Niño del Sur en ciudad del Norte
Pues esta es la simple historia de un chico sureño en una lejana ciudad norteña.
Sindicación
 
Vacaciones en Europa. I entrega. El Norte-Frankfurt-Köln-Hameln-Hamburg
Pues el Jueves Santo, aquí el que escribe se fue a la cama tan normal, pensando que al día siguiente había que coger un avión. Todo bien, hacía frío, pero ya está. Bueno, en realidad fue uno de los peores días de mi vida, porque estuve trabajando solo todo el día y la única persona que vi en esas 24 horas fue la chica del 7eleven que me vendió una pizza y una cocacola. Y eso fue en norteño. Cuando me levanté el viernes por la mañana estaba todo nevado. Al salir de casa para ir a coger el avión, la nieve (recién caída y bien mullidita) me llegaba hasta el tobillo. Mi barrio estaba precioso, porque está todo lleno de casitas con jardín (yo vivo en uno de los pocos edificios de la zona) y todo eso nevado parece una postal navideña. Muy cuqui.

Mi avión salió tarde porque nos tuvieron que dar un baño con un líquido rosa (supongo que sería anticongelante) y llegué con retraso, por lo que no pude coger el autobús a Colonia a tiempo. El viaje no fue malo, pero encontré a los alemanes muy rudos. Los norteños son mucho más afables, aunque sólo cuando están sobrios. En Frankfurt estaba nevando más o menos como en el Norte. Fue del aeropuerto a la estación de autobuses y cuando me percaté que no había paredes me volví al aeropuerto, bajo techo, a cenar algo. Cogí mi autobús y resulta que era el único pasajero. El conductor me dijo que debía ser porque los aviones llegaban con retraso por la nieve. Este autobús era el último, así que la peña que llegara tarde iba a tener que dormir en el hotelazo de cuatro estrellas que frente al aeropuerto. El conductor era la pera limonera, me dijo que ganaba muy poco y que iba a emigrar a Canadá o Suiza, que aún no lo sabía. Me hizo una guía turística nocturna de dos horas de bus. Estaba chulo ver los pueblecitos con sus castillos todos nevados. En el norte no hay castillos, claro. Durante el trayecto veía contínuamente señales que indicaban cómo ir a Ausfahrt. Yo pensaba que tenía que ser como la ciudad más grande de la zona o algo así, pero justo antes de preguntarle al conductor me dí cuenta de que tenía que ser otra cosa, porque al lado del nombre no ponía la distancia. El hombrecillo me amenizó el viaje con música disco (I will survive incluido) y la historia de su vida y la de su mujer. Es alemán, pero ha vivido en varios sitios del mundo, entre ellos Tailandia, donde dice que ser vivía muy bien. Me comentó que Alemania considera Mallorca como un condado más y que incluso se organizan allí casting para el OT alemán.

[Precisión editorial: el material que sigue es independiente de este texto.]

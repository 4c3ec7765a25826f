use std::marker::PhantomData;
use std::sync::Arc;
use std::time::Instant;

use bytemuck::Pod;
use rand::rngs::StdRng;
use rand::{Rng, SeedableRng};
use selector::{Backend, BackendError, FrameLoop, FrameStatus, GpuVariant, OpacityHandle, Tier};
use tracing::{debug, info, trace, warn};
use wgpu::util::DeviceExt;
use winit::dpi::PhysicalSize;
use winit::window::Window;

use super::context::GpuContext;
use super::pipeline::FieldPipelines;
use super::shader::ShaderSources;
use super::uniforms::FieldUniforms;
use crate::particles::ParticleRecord;
use crate::viewport::PointerTracker;

/// What distinguishes one GPU particle field from another: its record
/// layout, how fresh particles are seeded, and its shaders.
pub trait FieldVariant: 'static {
    type Particle: ParticleRecord + Pod;

    const VARIANT: GpuVariant;

    fn spawn<R: Rng + ?Sized>(rng: &mut R) -> Self::Particle;
}

pub fn seed_particles<V, R>(count: u32, rng: &mut R) -> Vec<V::Particle>
where
    V: FieldVariant,
    R: Rng + ?Sized,
{
    (0..count).map(|_| V::spawn(rng)).collect()
}

struct FieldState {
    context: GpuContext,
    pipelines: FieldPipelines,
    uniforms: FieldUniforms,
    uniform_buffer: wgpu::Buffer,
    _particle_buffer: wgpu::Buffer,
}

impl FieldState {
    fn render(&mut self) -> Result<(), wgpu::SurfaceError> {
        let frame = self.context.surface.get_current_texture()?;
        let view = frame
            .texture
            .create_view(&wgpu::TextureViewDescriptor::default());

        self.context.queue.write_buffer(
            &self.uniform_buffer,
            0,
            bytemuck::bytes_of(&self.uniforms),
        );

        let mut encoder =
            self.context
                .device
                .create_command_encoder(&wgpu::CommandEncoderDescriptor {
                    label: Some("particle encoder"),
                });
        self.pipelines
            .encode(&mut encoder, &view, self.uniforms.particle_count);
        self.context.queue.submit(std::iter::once(encoder.finish()));
        frame.present();
        Ok(())
    }
}

/// GPU compute + draw backend shared by every particle field variant.
pub struct GpuFieldBackend<V: FieldVariant> {
    state: Option<FieldState>,
    window: Arc<Window>,
    opacity: OpacityHandle,
    particle_count: u32,
    pointer: PointerTracker,
    frame_loop: FrameLoop,
    started: Option<Instant>,
    frames: u64,
    _variant: PhantomData<V>,
}

impl<V: FieldVariant> GpuFieldBackend<V> {
    pub fn new(window: Arc<Window>, opacity: OpacityHandle, particle_count: u32) -> Self {
        let size = window.inner_size();
        Self {
            state: None,
            window,
            opacity,
            particle_count: particle_count.max(1),
            pointer: PointerTracker::new(size.width, size.height),
            frame_loop: FrameLoop::default(),
            started: None,
            frames: 0,
            _variant: PhantomData,
        }
    }

    fn build_state(&self) -> Result<FieldState, BackendError> {
        let label = V::VARIANT.as_str();
        let context = GpuContext::new(self.window.clone(), label)?;
        let device = &context.device;

        let mut rng = StdRng::from_entropy();
        let particles = seed_particles::<V, _>(self.particle_count, &mut rng);
        let uniforms =
            FieldUniforms::new(self.particle_count, context.config.width, context.config.height);

        device.push_error_scope(wgpu::ErrorFilter::Validation);
        let uniform_buffer = device.create_buffer_init(&wgpu::util::BufferInitDescriptor {
            label: Some("particle uniforms"),
            contents: bytemuck::bytes_of(&uniforms),
            usage: wgpu::BufferUsages::UNIFORM | wgpu::BufferUsages::COPY_DST,
        });
        let particle_buffer = device.create_buffer_init(&wgpu::util::BufferInitDescriptor {
            label: Some("particle storage"),
            contents: bytemuck::cast_slice(&particles),
            usage: wgpu::BufferUsages::STORAGE | wgpu::BufferUsages::COPY_DST,
        });
        let sources = ShaderSources::for_variant(V::VARIANT);
        let pipelines = FieldPipelines::new(
            device,
            context.config.format,
            &uniform_buffer,
            &particle_buffer,
            &sources,
            label,
        );
        if let Some(err) = pollster::block_on(device.pop_error_scope()) {
            return Err(BackendError::Pipeline(err.to_string()));
        }

        Ok(FieldState {
            context,
            pipelines,
            uniforms,
            uniform_buffer,
            _particle_buffer: particle_buffer,
        })
    }
}

impl<V: FieldVariant> Backend for GpuFieldBackend<V> {
    fn tier(&self) -> Tier {
        Tier::Webgpu(V::VARIANT)
    }

    fn init(&mut self) -> Result<(), BackendError> {
        if self.frame_loop.is_cancelled() {
            return Err(BackendError::Surface("backend already destroyed".into()));
        }
        let state = self.build_state()?;
        let size = state.context.size;
        self.pointer.set_surface_size(size.width, size.height);
        info!(
            variant = %V::VARIANT,
            particles = self.particle_count,
            width = size.width,
            height = size.height,
            "GPU particle field ready"
        );
        self.state = Some(state);
        self.frame_loop.start();
        Ok(())
    }

    fn frame(&mut self, now: Instant) -> FrameStatus {
        if !self.frame_loop.is_scheduled() {
            return FrameStatus::Stopped;
        }
        let Some(state) = self.state.as_mut() else {
            return FrameStatus::Stopped;
        };

        let started = *self.started.get_or_insert(now);
        state.uniforms.time = now.saturating_duration_since(started).as_secs_f32();
        state.uniforms.pointer = self.pointer.normalized();
        state.uniforms.opacity = self.opacity.get();

        match state.render() {
            Ok(()) => {
                self.frames += 1;
                trace!(frame = self.frames, time = state.uniforms.time, "particle frame");
                FrameStatus::Rendered
            }
            Err(wgpu::SurfaceError::Lost | wgpu::SurfaceError::Outdated) => {
                debug!("surface lost or outdated; reconfiguring");
                state.context.reconfigure();
                FrameStatus::Paused
            }
            Err(wgpu::SurfaceError::Timeout) => {
                trace!("surface timeout; retrying next frame");
                FrameStatus::Dropped
            }
            Err(wgpu::SurfaceError::OutOfMemory) => {
                warn!(variant = %V::VARIANT, "surface out of memory; stopping particle field");
                self.frame_loop.cancel();
                FrameStatus::Stopped
            }
            Err(err) => {
                warn!(error = ?err, "failed to render particle frame");
                FrameStatus::Dropped
            }
        }
    }

    fn destroy(&mut self) {
        self.frame_loop.cancel();
        // release the window surface so the next backend can present
        self.state = None;
    }

    fn is_running(&self) -> bool {
        self.frame_loop.is_scheduled()
    }

    fn resize(&mut self, width: u32, height: u32) {
        self.pointer.set_surface_size(width, height);
        if let Some(state) = self.state.as_mut() {
            state.context.resize(PhysicalSize::new(width, height));
            state
                .uniforms
                .set_resolution(state.context.config.width, state.context.config.height);
        }
    }

    fn pointer_moved(&mut self, x: f64, y: f64) {
        self.pointer.handle_moved(x, y);
    }
}

#[cfg(test)]
mod tests {
    use rand::rngs::StdRng;
    use rand::SeedableRng;

    use super::*;
    use crate::gpu::{Laserfield, Snowfield, Starfield};
    use crate::physics::{advance, FAR_PLANE};

    fn check_seeded<V: FieldVariant>() {
        let mut rng = StdRng::seed_from_u64(11);
        let mut particles = seed_particles::<V, _>(256, &mut rng);
        assert_eq!(particles.len(), 256);
        for (index, particle) in particles.iter_mut().enumerate() {
            let kinematics = particle.kinematics_mut();
            assert!(kinematics.position[2] <= FAR_PLANE);
            assert!(kinematics.size > 0.0);
            advance(kinematics, index as u32, [0.5, 0.5]);
            assert!(kinematics.position[2] <= FAR_PLANE);
        }
    }

    #[test]
    fn seeded_fields_start_inside_volume() {
        check_seeded::<Starfield>();
        check_seeded::<Snowfield>();
        check_seeded::<Laserfield>();
    }

    #[test]
    fn storage_size_is_count_times_stride() {
        let mut rng = StdRng::seed_from_u64(1);
        let stars = seed_particles::<Starfield, _>(10, &mut rng);
        assert_eq!(bytemuck::cast_slice::<_, u8>(&stars).len(), 10 * 44);
        let lasers = seed_particles::<Laserfield, _>(10, &mut rng);
        assert_eq!(bytemuck::cast_slice::<_, u8>(&lasers).len(), 10 * 48);
    }
}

Cuando llegué a Colonia era casi la una de la madrugada y allí me encontré con Claudia y varios amigos suyos españoles, Pere (residente en España), Juanjo (residente en Alemania) y Silvia (residente en Alemania). Vi un poquito de la catedral, que es impresionante y luego nos fuimos a dormir. Teníamos reservada una habitación para cinco en un albergue que parecía un parking. Todo bien hasta que descubrimos que Juanjo roncaba... o que respira fuerte, según se mire. AsíN que dormí superpoco, porque encima yo en los aviones me duermo siempre una media horita y claro, luego me desvelo.

A la mañana siguiente vimos un poco más de Colonia y sinceramente lo único que valió la pena fue la catedral y ver un poco el río. Por lo demás una ciudad europea muy normalita. Cogimos el coche y fuimos dando vueltas por Alemania, pero en dirección a Hamburgo. Decidimos desviarnos un poco y comer en Hamelín, donde el flautista. El pueblo es supergracioso, con las casitas monisímas y está todo lleno de ratas. Hay pan con forma de rata, baldosas con forma de rata, figuras de ratas en los puentes, las casas, las calles, etc. Le han sacado partido al cuento. Lo recomiendo encarecidamente. Se come superbien y a un precio inimaginablemente barato (aunque cobran el agua del grifo).

Después cogimos el coche y, después de conducir bajo aguanieve (a Claudia le dio un mal rollo que te cagas) aterrizamos en Hamburgo, en casa de Juanjo. Pero eso es la historia de mañana.
 
Comentario:
Realmente si te gustan los rubios, te quieres ir de turismo sexual y no salir de tu país... Mallorca es tu destino!!!!!!

Eso, o irte con estufa bajo los pies a Estocolmo...

 
Comentario:
Mira, por lo menos te encontraste con un conductor parlanchín. A mí Colonia sí me gustó mucho.